Alles so schön cool wie in Schöneberg, aber Wien ist natürlich auch ein Hotspot für Touris aus aller Welt. Und die buchen im Package den Goldenen Saal des Musikvereins gleich mit, dessen Akustik in aller Welt gelobt wird. Dieses Erlebnis wollten wir uns nicht entgehen lassen und kauften schon im Mai die Katze im Sack. Denn zu diesem Zeitpunkt lag das Programm noch nicht vor. Ein Best-of-Mozart erwartet uns auf harten, unbequemen Stühlen für 50 € das Stück auf dem Balkon; zum Abschluss dann natürlich noch die „Schöne Blaue Donau“ und der „Radetzky-Marsch“. Oha!
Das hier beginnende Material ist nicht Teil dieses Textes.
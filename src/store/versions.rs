use thiserror::Error;

#[derive(Debug, Clone, Copy, PartialEq, Eq, Error)]
pub enum VersionError {
    #[error("No previous version to restore")]
    NoPreviousVersion,

    #[error("No undone version to restore")]
    NoUndoneVersion,
}

/// Linear undo/redo over whole-state snapshots.
///
/// `history` is never empty; its first element is the state the session
/// started with and its last element is the current state. Committing after
/// an undo discards everything on the redo stack.
#[derive(Debug, Clone)]
pub struct VersionManager<S> {
    history: Vec<S>,
    redo: Vec<S>,
}

impl<S> VersionManager<S> {
    pub fn new(initial: S) -> Self {
        Self {
            history: vec![initial],
            redo: Vec::new(),
        }
    }

    pub fn commit(&mut self, snapshot: S) {
        self.history.push(snapshot);
        self.redo.clear();
    }

    /// Steps back one commit and returns the state now current.
    pub fn undo(&mut self) -> Result<&S, VersionError> {
        if self.history.len() <= 1 {
            return Err(VersionError::NoPreviousVersion);
        }
        if let Some(top) = self.history.pop() {
            self.redo.push(top);
        }
        self.history.last().ok_or(VersionError::NoPreviousVersion)
    }

    /// Re-applies the most recently undone commit and returns it.
    pub fn redo(&mut self) -> Result<&S, VersionError> {
        let snapshot = self.redo.pop().ok_or(VersionError::NoUndoneVersion)?;
        self.history.push(snapshot);
        self.history.last().ok_or(VersionError::NoUndoneVersion)
    }

    pub fn current(&self) -> &S {
        &self.history[self.history.len() - 1]
    }

    pub fn can_undo(&self) -> bool {
        self.history.len() > 1
    }

    pub fn can_redo(&self) -> bool {
        !self.redo.is_empty()
    }
}
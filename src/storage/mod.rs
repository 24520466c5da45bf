//! Persistence of the record book and the command history.
//!
//! Commands never touch these; [`crate::logic::Logic`] saves after each
//! mutating command.

mod history_file;
mod json;

pub use history_file::HistoryFile;
pub use json::JsonRecordStorage;

use std::path::PathBuf;

use thiserror::Error;

use crate::store::RecordBook;

#[derive(Debug, Error)]
pub enum StorageError {
    #[error("Could not access {path}: {source}")]
    Io {
        path: PathBuf,
        #[source]
        source: std::io::Error,
    },

    #[error("Data file {path} is not in the correct format: {source}")]
    Json {
        path: PathBuf,
        #[source]
        source: serde_json::Error,
    },
}

/// Where a [`RecordBook`] lives between sessions.
pub trait RecordStorage {
    /// `Ok(None)` when nothing has been saved yet.
    fn read(&self) -> Result<Option<RecordBook>, StorageError>;

    fn save(&self, book: &RecordBook) -> Result<(), StorageError>;
}

/// Keeps the book in memory only; nothing survives the process.
#[derive(Debug, Default)]
pub struct MemoryStorage {
    saved: std::cell::RefCell<Option<RecordBook>>,
}

impl MemoryStorage {
    pub fn new(initial: Option<RecordBook>) -> Self {
        Self {
            saved: std::cell::RefCell::new(initial),
        }
    }
}

impl RecordStorage for MemoryStorage {
    fn read(&self) -> Result<Option<RecordBook>, StorageError> {
        Ok(self.saved.borrow().clone())
    }

    fn save(&self, book: &RecordBook) -> Result<(), StorageError> {
        *self.saved.borrow_mut() = Some(book.clone());
        Ok(())
    }
}

fn create_parent_dir(path: &std::path::Path) -> Result<(), StorageError> {
    match path.parent() {
        Some(parent) if !parent.as_os_str().is_empty() => {
            std::fs::create_dir_all(parent).map_err(|source| StorageError::Io {
                path: parent.to_path_buf(),
                source,
            })
        }
        _ => Ok(()),
    }
}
Ein Konzert, das wir nicht vergessen werden. Nicht wegen der recht ordentlich gespielten Musik, natürlich in Rokoko-Kostümen, sondern wegen der vielen Besucher aus Asien. Sie scheint das Konzert kaum zu interessieren; unablässig sind sie mit ihren Smart-Phones zu Gange, obwohl auf japanisch und chinesisch darauf hingewiesen wurde, das digitale Alter Ego auszuschalten. Die Mädels an der Tür kommen kaum nach mit Ermahnungen und müssen kurz vor dem Ende des Konzerts ganze Horden ziehen lassen, die den Saal verlassen. Draußen warten schon die Gruppen-Fähnchen und Busse. Weiter geht’s zum nächsten Hotspot.

Wie unsere sympathischen Hoteliers verlassen wir am Wochenende wieder die beste Stadt aller Welten. Unser Hotspot heißt Dürnstein. Dort haben wir uns mit den lieben Pongs auf einige Tage in der Wachau verabredet. Das Publikum von gestern hätte sicher an den schrecklichen Kitschläden im Ort seine Freude gehabt, wir steigen hinauf zur Ruine hoch über der Donau. Damals war die Burg schier unbezwingbar, man hätte die Bewohner allenfalls aushungern können. Hier wurde einst der König von England, Richard Löwenherz, gefangen gehalten, und eine rührende Geschichte rankt sich um seine Befreiung. Der Minnesänger Blondel sei von Burg zu Burg gezogen und habe dabei immer das Lied angestimmt, das sein Herr so liebte. Und tatsächlich erklang eines Tages aus einem Kerker die zweite Strophe… In Wahrheit wurde damals von England ein horrendes Lösegeld für Richard bezahlt; singen musste dafür keiner. Fake News gab es schon, als Social Media noch in ferner Zukunft lag. Servus!